Some people find it harder to sleep as they grow older (56401257)
Some people find it harder to sleep as they grow older (56401257)

The researchers at the University of Cambridge and Fudan University, in China, say having a consistent seven hours’ sleep each night, without too much fluctuation in duration, was also found to be important to cognitive performance and good mental health and wellbeing.

Sleep is also known to keep the brain healthy by removing waste products.

But as we age, we often find our sleep patterns altering, with some people having difficulty falling asleep or staying asleep, meaning the quantity and quality of sleep may decline.

Such sleep disturbances could contribute to cognitive decline and psychiatric disorders in the ageing population.

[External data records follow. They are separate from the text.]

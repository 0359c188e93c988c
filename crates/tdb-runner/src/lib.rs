//! Memory runners for the tdb TPU debugger.
//!
//! A runner owns the live memory of one backend kind:
//! - [`CmodelRunner`]: software model, sparse in-process memory
//! - [`ChipRunner`]: a real device reached through its device node
//!
//! Both expose the same [`Memory`] surface so callers never branch on the
//! backend.

pub mod chip;
pub mod cmodel;
pub mod error;
pub mod window;

use std::fmt::{self, Debug};

use serde::{Deserialize, Serialize};
use sha2::{Digest, Sha256};

pub use chip::ChipRunner;
pub use cmodel::CmodelRunner;
pub use error::{Result, RunnerError};
pub use window::AddressWindow;

/// Which execution backend a runner drives.
#[derive(Debug, Clone, Copy, PartialEq, Eq, Hash, Serialize, Deserialize)]
#[serde(rename_all = "kebab-case")]
pub enum BackendKind {
    /// Software-simulated model.
    Cmodel,
    /// Real silicon.
    Chip,
}

impl fmt::Display for BackendKind {
    fn fmt(&self, f: &mut fmt::Formatter<'_>) -> fmt::Result {
        match self {
            Self::Cmodel => write!(f, "cmodel"),
            Self::Chip => write!(f, "chip"),
        }
    }
}

/// Byte-addressed memory surface shared by every backend.
///
/// Methods take `&self`; implementations serialize access internally.
pub trait Memory: Send + Sync {
    /// Usable global memory in bytes.
    fn size(&self) -> u64;

    /// Read `len` bytes starting at `address`.
    ///
    /// # Errors
    ///
    /// Returns error if the range is unmapped, crosses a region end, or the
    /// backend fails.
    fn read(&self, address: u64, len: usize) -> Result<Vec<u8>>;

    /// Write `data` starting at `address`.
    ///
    /// # Errors
    ///
    /// Returns error if the range is unmapped, crosses a region end, or the
    /// backend fails.
    fn write(&self, address: u64, data: &[u8]) -> Result<()>;

    /// SHA-256 of a memory range, formatted as `sha256:<hex>`.
    ///
    /// Used to compare simulated and device state after a replay.
    fn digest(&self, address: u64, len: usize) -> Result<String> {
        let bytes = self.read(address, len)?;
        let mut hasher = Sha256::new();
        hasher.update(&bytes);
        let hash: [u8; 32] = hasher.finalize().into();
        Ok(format!("sha256:{}", hash_hex(&hash)))
    }
}

/// Owner of the live memory of one backend.
pub trait Runner: Debug + Send + Sync {
    fn kind(&self) -> BackendKind;

    fn memory(&self) -> &dyn Memory;
}

fn hash_hex(hash: &[u8]) -> String {
    hash.iter().map(|b| format!("{b:02x}")).collect()
}

#[cfg(test)]
mod tests {
    use super::*;
    use tdb_target::{MType, MemRegion, MemoryMap};

    #[test]
    fn digest_tracks_content() {
        let map = MemoryMap::from_regions([(MType::Global, MemRegion::new(0, 0x1000))]).unwrap();
        let runner = CmodelRunner::new(&map, 0x1000).unwrap();
        let mem = runner.memory();

        let empty = mem.digest(0, 64).unwrap();
        assert!(empty.starts_with("sha256:"));
        assert_eq!(empty.len(), "sha256:".len() + 64);

        mem.write(8, &[1, 2, 3]).unwrap();
        let changed = mem.digest(0, 64).unwrap();
        assert_ne!(empty, changed);
        assert_eq!(changed, mem.digest(0, 64).unwrap());
    }

    #[test]
    fn backend_kind_display() {
        assert_eq!(BackendKind::Cmodel.to_string(), "cmodel");
        assert_eq!(BackendKind::Chip.to_string(), "chip");
    }
}
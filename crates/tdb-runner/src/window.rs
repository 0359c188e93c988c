//! Address bounds shared by both runners.

use tdb_target::{MType, MemRegion, MemoryMap};

use crate::error::{Result, RunnerError};

/// The addressable part of a chip's memory map for one runner.
///
/// Global memory is truncated to the runner's memory size; every other
/// region is used as mapped.
#[derive(Debug, Clone)]
pub struct AddressWindow {
    memmap: MemoryMap,
    global: MemRegion,
}

impl AddressWindow {
    /// # Errors
    ///
    /// Returns [`RunnerError::InvalidMemorySize`] if `memory_size` is zero or
    /// exceeds the mapped global region.
    pub fn new(memmap: &MemoryMap, memory_size: u64) -> Result<Self> {
        let mapped = *memmap
            .region(MType::Global)
            .ok_or(RunnerError::MissingRegion { kind: MType::Global })?;
        if memory_size == 0 || memory_size > mapped.size {
            return Err(RunnerError::InvalidMemorySize {
                requested: memory_size,
                limit: mapped.size,
            });
        }
        Ok(Self {
            memmap: memmap.clone(),
            global: MemRegion::new(mapped.base, memory_size),
        })
    }

    /// Size of the usable global memory.
    pub fn memory_size(&self) -> u64 {
        self.global.size
    }

    /// Check that `[address, address + len)` is inside a single region.
    pub fn check(&self, address: u64, len: u64) -> Result<MType> {
        let kind = self
            .memmap
            .classify(address)
            .ok_or(RunnerError::Unmapped { address })?;
        let region = match kind {
            MType::Global => self.global,
            _ => *self
                .memmap
                .region(kind)
                .ok_or(RunnerError::Unmapped { address })?,
        };
        if !region.contains_range(address, len) {
            return Err(RunnerError::OutOfBounds { address, len });
        }
        Ok(kind)
    }
}

#[cfg(test)]
mod tests {
    use super::*;

    fn memmap() -> MemoryMap {
        MemoryMap::from_regions([
            (MType::Local, MemRegion::new(0x1000, 0x1000)),
            (MType::Global, MemRegion::new(0x10_0000, 0x10_0000)),
        ])
        .unwrap()
    }

    #[test]
    fn rejects_bad_sizes() {
        assert!(matches!(
            AddressWindow::new(&memmap(), 0),
            Err(RunnerError::InvalidMemorySize { .. })
        ));
        assert!(matches!(
            AddressWindow::new(&memmap(), 0x10_0001),
            Err(RunnerError::InvalidMemorySize { limit: 0x10_0000, .. })
        ));
    }

    #[test]
    fn requires_global_region() {
        let map = MemoryMap::from_regions([(MType::Local, MemRegion::new(0, 0x100))]).unwrap();
        assert!(matches!(
            AddressWindow::new(&map, 1),
            Err(RunnerError::MissingRegion { kind: MType::Global })
        ));
    }

    #[test]
    fn global_truncated_to_memory_size() {
        let w = AddressWindow::new(&memmap(), 0x1000).unwrap();
        assert_eq!(w.check(0x10_0000, 0x1000).unwrap(), MType::Global);
        assert!(matches!(
            w.check(0x10_0800, 0x1000),
            Err(RunnerError::OutOfBounds { .. })
        ));
    }

    #[test]
    fn unmapped_and_crossing() {
        let w = AddressWindow::new(&memmap(), 0x1000).unwrap();
        assert!(matches!(w.check(0x0, 4), Err(RunnerError::Unmapped { .. })));
        assert!(matches!(
            w.check(0x1FFE, 4),
            Err(RunnerError::OutOfBounds { .. })
        ));
        assert_eq!(w.check(0x1FFC, 4).unwrap(), MType::Local);
    }
}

Prof Barbara Sahakian, from the Department of Psychiatry at the University of Cambridge, one of the authors of the study published in Nature Aging, said: “Getting a good night’s sleep is important at all stages of life, but particularly as we age.

“Finding ways to improve sleep for older people could be crucial to helping them maintain good mental health and wellbeing and avoiding cognitive decline, particularly for patients with psychiatric disorders and dementias.”

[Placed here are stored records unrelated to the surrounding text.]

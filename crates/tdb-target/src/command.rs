//! Instruction units and system-register descriptors.
//!
//! A TPU executes two independently ordered queues: TIU (compute) and DMA
//! (data movement). Commands carry their own id within the queue and the id
//! of the other queue's command they wait on.

use std::fmt;

use serde::{Deserialize, Serialize};

/// Instruction queue a command belongs to.
#[derive(Debug, Clone, Copy, PartialEq, Eq, Hash, Serialize, Deserialize)]
#[serde(rename_all = "kebab-case")]
pub enum CmdQueue {
    /// Tensor compute queue.
    Tiu,
    /// Data movement queue.
    Dma,
}

impl fmt::Display for CmdQueue {
    fn fmt(&self, f: &mut fmt::Formatter<'_>) -> fmt::Result {
        match self {
            CmdQueue::Tiu => f.write_str("TIU"),
            CmdQueue::Dma => f.write_str("DMA"),
        }
    }
}

/// A decoded instruction.
#[derive(Debug, Clone, PartialEq, Eq, Serialize, Deserialize)]
pub struct TpuCmd {
    pub queue: CmdQueue,
    /// Position of the command within its own queue.
    pub cmd_id: u32,
    /// Id of the peer-queue command this one waits for.
    pub cmd_id_dep: u32,
    /// Task/command type field.
    pub opcode: u16,
    /// Remaining raw bytes of the record.
    #[serde(default, skip_serializing_if = "Vec::is_empty")]
    pub payload: Vec<u8>,
}

impl TpuCmd {
    pub fn new(queue: CmdQueue, cmd_id: u32, cmd_id_dep: u32, opcode: u16) -> Self {
        Self {
            queue,
            cmd_id,
            cmd_id_dep,
            opcode,
            payload: Vec::new(),
        }
    }

    pub fn tiu(cmd_id: u32, cmd_id_dep: u32, opcode: u16) -> Self {
        Self::new(CmdQueue::Tiu, cmd_id, cmd_id_dep, opcode)
    }

    pub fn dma(cmd_id: u32, cmd_id_dep: u32, opcode: u16) -> Self {
        Self::new(CmdQueue::Dma, cmd_id, cmd_id_dep, opcode)
    }
}

impl fmt::Display for TpuCmd {
    fn fmt(&self, f: &mut fmt::Formatter<'_>) -> fmt::Result {
        write!(
            f,
            "{}#{} (dep {}, op {})",
            self.queue, self.cmd_id, self.cmd_id_dep, self.opcode
        )
    }
}

/// Descriptor of a synchronization/system instruction for one queue.
#[derive(Debug, Clone, PartialEq, Eq, Serialize, Deserialize)]
pub struct AtomicReg {
    /// Register name as the chip documentation spells it.
    pub name: String,
    pub queue: CmdQueue,
    /// Opcode identifying the system instruction in its queue.
    pub opcode: u16,
}

impl AtomicReg {
    pub fn new(name: impl Into<String>, queue: CmdQueue, opcode: u16) -> Self {
        Self {
            name: name.into(),
            queue,
            opcode,
        }
    }

    /// Whether `cmd` is an instance of this system instruction.
    pub fn matches(&self, cmd: &TpuCmd) -> bool {
        cmd.queue == self.queue && cmd.opcode == self.opcode
    }
}

#[cfg(test)]
mod tests {
    use super::*;

    #[test]
    fn atomic_reg_matches_queue_and_opcode() {
        let sys = AtomicReg::new("SYS", CmdQueue::Tiu, 15);
        assert!(sys.matches(&TpuCmd::tiu(3, 0, 15)));
        assert!(!sys.matches(&TpuCmd::tiu(3, 0, 14)));
        // same opcode on the other queue is a different instruction
        assert!(!sys.matches(&TpuCmd::dma(3, 0, 15)));
    }

    #[test]
    fn display() {
        assert_eq!(TpuCmd::dma(4, 2, 1).to_string(), "DMA#4 (dep 2, op 1)");
    }
}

The researchers analysed data from nearly 500,000 adults aged 38 to 73 from the UK Biobank. They were asked about their sleeping patterns, mental health and wellbeing, and took part in a series of cognitive tests. There was also brain imaging and genetic data for almost 40,000 of the study participants.

Both insufficient and excessive sleep duration were found to be associated with impaired cognitive performance, such as processing speed, visual attention, memory and problem-solving skills.

Seven hours is the optimal amount of sleep as we reach middle and older age, Cambridge scientists have declared (56401259)
Seven hours is the optimal amount of sleep as we reach middle and older age, Cambridge scientists have declared (56401259)

The researchers concluded that seven hours of sleep per night was the optimal amount for cognitive performance, but also for good mental health. People who reported sleeping for longer or shorter durations reported more symptoms of anxiety and depression.

The scientists believe a possible reason for the association between insufficient sleep and cognitive decline is the disruption of slow-wave or ‘deep’ sleep.

This has been shown to impact memory consolidation and be associated with the build-up of amyloid. When this critical protein misfolds, it can cause ‘tangles’ in the brain characteristic of some forms of dementia.

A lack of sleep may hamper the brain’s ability to rid itself of toxins.

The study also found a link between the amount of sleep and differences in the structure of brain regions involved in cognitive processing and memory. Again, there were greater changes associated with those who typically had more or less than seven hours of sleep.

Prof Jianfeng Feng, from Fudan University in China, said: “While we can’t say conclusively that too little or too much sleep causes cognitive problems, our analysis looking at individuals over a longer period of time appears to support this idea. But the reasons why older people have poorer sleep appear to be complex, influenced by a combination of our genetic make-up and the structure of our brains.”

The scientists conclude that Insufficient or excessive sleep duration may be a risk factor for cognitive decline in ageing.

This is supported by previous studies that have reported a link between sleep duration and the risk of developing Alzheimer’s disease and dementia, in which cognitive decline is a hallmark symptom. Previous studies have also shown that interrupted sleep patterns are associated with increased inflammation, suggesting increased susceptibility to age-related diseases in older people.

The research was supported by the National Key R&D Program of China, the Shanghai Municipal Science and Technology Major Project, the Shanghai Center for Brain Science and Brain-Inspired Technology, the 111 Project, the National Natural Sciences Foundation of China and the Shanghai Rising Star Program.